PROBLEM STATEMENT: For the entries below, the result should be an exact transcription of the lines from the one with "if w == self.home_team_id" up to and including the one with "assert_eq!(l.points_from_shots(), 17);", and only those.
*** RECORD SET Section Begins ***
//! # fb_core - Deterministic Basketball Game Simulation & Playoff Engine
//!
//! This library simulates franchise basketball: possession-by-possession
//! games driven by player ratings and rotation plans, and the postseason
//! machinery that turns regular-season results into seeds, a play-in
//! tournament and a best-of-7 bracket ending in a champion.
//!
//! ## Features
//! - 100% deterministic simulation (same seed = same result)
//! - Hard rotation invariants: 48 minutes per position, 240 in total
//! - Internally consistent box scores (points always reconcile with shots)
//! - Pure snapshot transitions for the playoff bracket
//! - JSON API for easy integration with host shells

// Game engine APIs often take several scalar knobs at once.
#![allow(clippy::too_many_arguments)]

pub mod api;
pub mod engine;
pub mod error;
pub mod models;
pub mod playoffs;

// Re-export the main API surface.
pub use api::{simulate_game_json, GameRequest, GameResponse};
pub use engine::{
    generate_preset, GameEngine, GamePlan, SimTuning, TeamGameModifiers, DEFAULT_TUNING,
};
pub use error::{Result, SimError};
pub use models::{
    BoxScore, Conference, Game, GameResult, Player, PlayerAttributes, PlayerLine, PlayoffBracket,
    PlayoffRound, PlayoffSeries, Position, RotationConfig, RotationViolation, SeededTeam, Team,
};
pub use playoffs::{
    advance_round, compute_seeds, generate_bracket, is_round_complete, resolve_non_user_series,
    simulate_bracket, with_game_result,
};

// Version information
pub const VERSION: &str = env!("CARGO_PKG_VERSION");
pub const SCHEMA_VERSION: u8 = 1;
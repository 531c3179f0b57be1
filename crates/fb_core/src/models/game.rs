//! Game records and box scores.
//!
//! A `Game` is created unplayed (scores `None`) and completed only through
//! the `with_result` copy helper; nothing mutates a played game in place.
//! `GameResult` is the raw simulator output that gets folded into a `Game`.

use std::collections::HashMap;

use chrono::NaiveDate;
use serde::{Deserialize, Serialize};
use uuid::Uuid;

use super::player::{Player, Position};

/// Per-player box-score row.
#[derive(Debug, Clone, Default, Serialize, Deserialize, PartialEq, Eq)]
pub struct PlayerLine {
    pub player_id: Uuid,
    pub player_name: String,
    pub position: Position,
    pub seconds_played: u32,
    pub points: u16,
    pub field_goals_made: u16,
    pub field_goals_attempted: u16,
    pub three_points_made: u16,
    pub three_points_attempted: u16,
    pub free_throws_made: u16,
    pub free_throws_attempted: u16,
    pub offensive_rebounds: u16,
    pub defensive_rebounds: u16,
    pub assists: u16,
    pub steals: u16,
    pub blocks: u16,
    pub turnovers: u16,
    pub fouls: u8,
    /// Per-game experience delta, reported to development collaborators.
    /// The engine never applies it to ratings.
    pub experience: u32,
}

impl PlayerLine {
    pub fn for_player(player: &Player) -> Self {
        Self {
            player_id: player.id,
            player_name: player.name.clone(),
            position: player.position,
            ..Self::default()
        }
    }

    pub fn rebounds(&self) -> u16 {
        self.offensive_rebounds + self.defensive_rebounds
    }

    pub fn minutes(&self) -> u32 {
        self.seconds_played / 60
    }

    /// Points recomputed from made shots. Equals `points` in any
    /// consistent line.
    pub fn points_from_shots(&self) -> u16 {
        let twos = self.field_goals_made.saturating_sub(self.three_points_made);
        2 * twos + 3 * self.three_points_made + self.free_throws_made
    }
}

/// Team-level totals derived from player lines.
#[derive(Debug, Clone, Copy, Default, Serialize, Deserialize, PartialEq, Eq)]
pub struct TeamTotals {
    pub points: u16,
    pub field_goals_made: u16,
    pub field_goals_attempted: u16,
    pub three_points_made: u16,
    pub three_points_attempted: u16,
    pub free_throws_made: u16,
    pub free_throws_attempted: u16,
    pub rebounds: u16,
    pub assists: u16,
    pub steals: u16,
    pub blocks: u16,
    pub turnovers: u16,
    pub fouls: u16,
}

impl TeamTotals {
    pub fn from_lines(lines: &[PlayerLine]) -> Self {
        let mut t = Self::default();
        for line in lines {
            t.points += line.points;
            t.field_goals_made += line.field_goals_made;
            t.field_goals_attempted += line.field_goals_attempted;
            t.three_points_made += line.three_points_made;
            t.three_points_attempted += line.three_points_attempted;
            t.free_throws_made += line.free_throws_made;
            t.free_throws_attempted += line.free_throws_attempted;
            t.rebounds += line.rebounds();
            t.assists += line.assists;
            t.steals += line.steals;
            t.blocks += line.blocks;
            t.turnovers += line.turnovers;
            t.fouls += u16::from(line.fouls);
        }
        t
    }
}

/// Full two-sided box score. Lines are ordered by roster slot and include
/// every roster player (zeroed rows for those who did not play).
#[derive(Debug, Clone, Default, Serialize, Deserialize, PartialEq, Eq)]
pub struct BoxScore {
    pub home: Vec<PlayerLine>,
    pub away: Vec<PlayerLine>,
}

impl BoxScore {
    pub fn home_totals(&self) -> TeamTotals {
        TeamTotals::from_lines(&self.home)
    }

    pub fn away_totals(&self) -> TeamTotals {
        TeamTotals::from_lines(&self.away)
    }

    /// Internal-consistency check: attempts cover makes and points
    /// reconcile with made shots, on both sides.
    pub fn is_consistent(&self) -> bool {
        [&self.home, &self.away].iter().all(|lines| {
            lines.iter().all(|l| {
                l.field_goals_attempted >= l.field_goals_made
                    && l.three_points_attempted >= l.three_points_made
                    && l.field_goals_made >= l.three_points_made
                    && l.free_throws_attempted >= l.free_throws_made
                    && l.points == l.points_from_shots()
            })
        })
    }
}

/// Raw simulator output for one contest.
#[derive(Debug, Clone, Serialize, Deserialize, PartialEq)]
pub struct GameResult {
    pub home_score: u16,
    pub away_score: u16,
    pub box_score: BoxScore,
    pub overtimes: u8,
    pub home_possessions: u16,
    pub away_possessions: u16,
    /// Experience deltas keyed by player id (both rosters).
    pub experience: HashMap<Uuid, u32>,
}

/// One scheduled or completed contest.
#[derive(Debug, Clone, Serialize, Deserialize, PartialEq)]
pub struct Game {
    pub id: Uuid,
    pub home_team_id: Uuid,
    pub away_team_id: Uuid,
    pub home_score: Option<u16>,
    pub away_score: Option<u16>,
    #[serde(default, skip_serializing_if = "Option::is_none")]
    pub box_score: Option<BoxScore>,
    pub is_playoff_game: bool,
    #[serde(default, skip_serializing_if = "Option::is_none")]
    pub series_id: Option<Uuid>,
    #[serde(default, skip_serializing_if = "Option::is_none")]
    pub scheduled_for: Option<NaiveDate>,
    #[serde(default)]
    pub overtimes: u8,
}

impl Game {
    /// A regular-season game, unplayed.
    pub fn scheduled(home_team_id: Uuid, away_team_id: Uuid) -> Self {
        Self {
            id: Uuid::new_v4(),
            home_team_id,
            away_team_id,
            home_score: None,
            away_score: None,
            box_score: None,
            is_playoff_game: false,
            series_id: None,
            scheduled_for: None,
            overtimes: 0,
        }
    }

    /// A playoff game attached to a series.
    pub fn playoff(home_team_id: Uuid, away_team_id: Uuid, series_id: Uuid) -> Self {
        Self {
            is_playoff_game: true,
            series_id: Some(series_id),
            ..Self::scheduled(home_team_id, away_team_id)
        }
    }

    pub fn with_date(self, date: NaiveDate) -> Self {
        Self { scheduled_for: Some(date), ..self }
    }

    /// Copy-with-result helper: the only way a game acquires scores.
    pub fn with_result(&self, result: &GameResult) -> Self {
        Self {
            home_score: Some(result.home_score),
            away_score: Some(result.away_score),
            box_score: Some(result.box_score.clone()),
            overtimes: result.overtimes,
            ..self.clone()
        }
    }

    pub fn is_played(&self) -> bool {
        self.home_score.is_some() && self.away_score.is_some()
    }

    pub fn winner_id(&self) -> Option<Uuid> {
        match (self.home_score, self.away_score) {
            (Some(h), Some(a)) if h > a => Some(self.home_team_id),
            (Some(h), Some(a)) if a > h => Some(self.away_team_id),
            _ => None,
        }
    }

    pub fn loser_id(&self) -> Option<Uuid> {
        self.winner_id().map(|w| {
            if w == self.home_team_id {
                self.away_team_id
            } else {
                self.home_team_id
            }
        })
    }
}

#[cfg(test)]
mod tests {
    use super::*;

    fn line(points: u16, fgm: u16, fga: u16, tpm: u16, tpa: u16, ftm: u16, fta: u16) -> PlayerLine {
        PlayerLine {
            points,
            field_goals_made: fgm,
            field_goals_attempted: fga,
            three_points_made: tpm,
            three_points_attempted: tpa,
            free_throws_made: ftm,
            free_throws_attempted: fta,
            ..PlayerLine::default()
        }
    }

    #[test]
    fn points_reconcile_with_made_shots() {
        // 4 twos, 2 threes, 3 free throws = 17 points.
        let l = line(17, 6, 13, 2, 5, 3, 4);
        assert_eq!(l.points_from_shots(), 17);
        let b = BoxScore { home: vec![l], away: vec![] };
        assert!(b.is_consistent());
    }

    #[test]
    fn inconsistent_line_is_detected() {
        let l = line(18, 6, 13, 2, 5, 3, 4); // one point too many
        let b = BoxScore { home: vec![l], away: vec![] };
        assert!(!b.is_consistent());
    }

    #[test]
    fn with_result_does_not_touch_identity() {
        let game = Game::scheduled(Uuid::new_v4(), Uuid::new_v4());
        let result = GameResult {
            home_score: 101,
            away_score: 94,
            box_score: BoxScore::default(),
            overtimes: 0,
            home_possessions: 98,
            away_possessions: 97,
            experience: HashMap::new(),
        };
        let played = game.with_result(&result);
        assert_eq!(played.id, game.id);
        assert_eq!(played.winner_id(), Some(game.home_team_id));
        assert!(!game.is_played(), "original stays unplayed");
        assert!(played.is_played());
    }

    #[test]
    fn game_serde_round_trip_preserves_every_field() {
        let result = GameResult {
            home_score: 113,
            away_score: 108,
            box_score: BoxScore { home: vec![line(17, 6, 13, 2, 5, 3, 4)], away: vec![] },
            overtimes: 1,
            home_possessions: 101,
            away_possessions: 100,
            experience: HashMap::from([(Uuid::new_v4(), 31)]),
        };
        let game = Game::playoff(Uuid::new_v4(), Uuid::new_v4(), Uuid::new_v4())
            .with_date(chrono::NaiveDate::from_ymd_opt(2026, 4, 18).unwrap())
            .with_result(&result);
        let json = serde_json::to_string(&game).unwrap();
        let back: Game = serde_json::from_str(&json).unwrap();
        assert_eq!(back, game);
    }
}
*** RECORD SET Section Ends ***
OUTPUT BELOW:
            if w == self.home_team_id {
                self.away_team_id
            } else {
                self.home_team_id
            }
        })
    }
}

#[cfg(test)]
mod tests {
    use super::*;

    fn line(points: u16, fgm: u16, fga: u16, tpm: u16, tpa: u16, ftm: u16, fta: u16) -> PlayerLine {
        PlayerLine {
            points,
            field_goals_made: fgm,
            field_goals_attempted: fga,
            three_points_made: tpm,
            three_points_attempted: tpa,
            free_throws_made: ftm,
            free_throws_attempted: fta,
            ..PlayerLine::default()
        }
    }

    #[test]
    fn points_reconcile_with_made_shots() {
        // 4 twos, 2 threes, 3 free throws = 17 points.
        let l = line(17, 6, 13, 2, 5, 3, 4);
        assert_eq!(l.points_from_shots(), 17);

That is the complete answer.